3. Virtual memory limit beyond which a job is killed.
4. Number of cores per WN. If you have several configurations please list each one.
This can be per-queue if you have different limits (e.g., RAL have 2G and 3G queues)".
So, in what follows for each site there are three areas to complete with this information along with a comment prompt should you feel the need. We will then work this information into a table which you can edit if the situation at your site changes.

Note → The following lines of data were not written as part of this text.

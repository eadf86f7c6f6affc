//! Predefined secret codes
//!
//! Code lists for the code-breaker game, either read from a file or built
//! from embedded strings, and secret selection.

pub mod loader;

pub use loader::{codes_from_slice, load_from_file};

use crate::core::Code;
use rand::Rng;
use rand::seq::IndexedRandom;

/// Pick one code uniformly at random, `None` for an empty list
#[must_use]
pub fn pick_random<'a, R: Rng + ?Sized>(codes: &'a [Code], rng: &mut R) -> Option<&'a Code> {
    codes.choose(rng)
}
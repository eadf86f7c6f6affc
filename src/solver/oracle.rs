//! Code-maker side of a game
//!
//! The oracle holds the secret and scores guesses made by a human, with the
//! same win and lose rules as the solver.

use super::state::{SolverState, Status};
use crate::config::GameConfig;
use crate::core::{Code, Response};
use crate::error::{MastermindError, Result};
use crate::logging::LogSink;
use std::rc::Rc;
use tracing::Level;

/// Result of checking one guess
///
/// `response` is `None` when the guess lost the game, so the last feedback
/// is not given away.
#[derive(Debug, Clone, Copy, PartialEq, Eq)]
pub struct OracleVerdict {
    pub status: Status,
    pub response: Option<Response>,
}

/// Scores guesses against a fixed secret
pub struct Oracle {
    secret: Code,
    config: GameConfig,
    state: SolverState,
    sink: Option<Rc<dyn LogSink>>,
}

impl Oracle {
    /// Create an oracle for `secret`
    ///
    /// # Errors
    /// `InvalidCode` if the secret does not fit `config`.
    pub fn new(secret: Code, config: GameConfig) -> Result<Self> {
        check_fits(&secret, &config)?;

        Ok(Self {
            secret,
            config,
            state: SolverState::new(),
            sink: None,
        })
    }

    /// Report game events to `sink`
    #[must_use]
    pub fn with_sink(mut self, sink: Rc<dyn LogSink>) -> Self {
        self.sink = Some(sink);
        self
    }

    /// Score a guess and count it as one attempt
    ///
    /// # Errors
    /// `InvalidCode` for a guess that does not fit the config,
    /// `InvalidCallOrder` once the game has ended.
    ///
    /// # Examples
    /// ```
    /// use mastermind_solver::config::GameConfig;
    /// use mastermind_solver::core::Code;
    /// use mastermind_solver::solver::{Oracle, Status};
    ///
    /// let config = GameConfig::default();
    /// let mut oracle = Oracle::new(Code::parse("0123", &config).unwrap(), config).unwrap();
    ///
    /// let verdict = oracle.validate(&Code::parse("0132", &config).unwrap()).unwrap();
    /// assert_eq!(verdict.status, Status::InProgress);
    /// assert_eq!(verdict.response.map(|r| (r.black(), r.white())), Some((2, 2)));
    /// ```
    pub fn validate(&mut self, guess: &Code) -> Result<OracleVerdict> {
        check_fits(guess, &self.config)?;

        let response = Response::evaluate(&self.secret, guess);
        let (next, decision) = self.state.record(guess.clone(), response, &self.config)?;
        self.state = next;

        let status = decision.status();
        self.log(
            Level::INFO,
            &format!("Guess {}: {guess} -> {response}", self.state.attempts()),
        );
        let response = match status {
            Status::Lost => {
                self.log(Level::INFO, &format!("Out of guesses; the code was {}", self.secret));
                None
            }
            Status::Won => {
                self.log(Level::INFO, &format!("Solved in {} guesses", self.state.attempts()));
                Some(response)
            }
            Status::NotStarted | Status::InProgress => Some(response),
        };

        Ok(OracleVerdict { status, response })
    }

    /// Guesses checked so far
    #[must_use]
    pub const fn attempts(&self) -> u32 {
        self.state.attempts()
    }

    #[must_use]
    pub const fn status(&self) -> Status {
        self.state.status()
    }

    /// Guesses left before the game is lost
    #[must_use]
    pub const fn remaining_attempts(&self) -> u32 {
        self.config.max_guesses().saturating_sub(self.state.attempts())
    }

    /// The secret, for revealing once the game is over
    #[must_use]
    pub fn reveal(&self) -> Option<&Code> {
        self.state.status().is_terminal().then_some(&self.secret)
    }

    fn log(&self, level: Level, line: &str) {
        if let Some(sink) = &self.sink {
            sink.write_line(level, line);
        }
    }
}

fn check_fits(code: &Code, config: &GameConfig) -> Result<()> {
    if code.fits(config) {
        return Ok(());
    }
    if code.len() != config.code_length() {
        return Err(MastermindError::InvalidCode(format!(
            "expected {} pegs, got {}",
            config.code_length(),
            code.len()
        )));
    }
    Err(MastermindError::InvalidCode(format!(
        "{code} uses colors outside the {} in play",
        config.total_colors()
    )))
}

Pete Clarke wishes to develop an overview of current network problems and issues together with a forward look from sites. Jeremy's summary of the driving discussion: "We agreed the best approach is to gather input from the individual Tier-2 sites and cross-check their status against the statements made in the readiness review (especially about problems to be overcome). Following this the feedback will be shared with the UK experiment representatives to gain their input (have they seen any problems?). Once all views have been gathered a network status and forward look document will be compiled with an initial draft being ready for early December". To gather your site input the following sections are available to complete:
1. WAN problems experienced in the last year. Please include here any connectivty problems, bandwidth capping issues or other factors that led (or may have led) to the WAN becoming a bottleneck for data transfers to/from your site.
2. Problems/issues seen with site networking. If there are any internal networking issues with which you are dealing that are likely to impact user analysis or prevent the full capacity of your CPU/storage resources from being realised, please mention them here.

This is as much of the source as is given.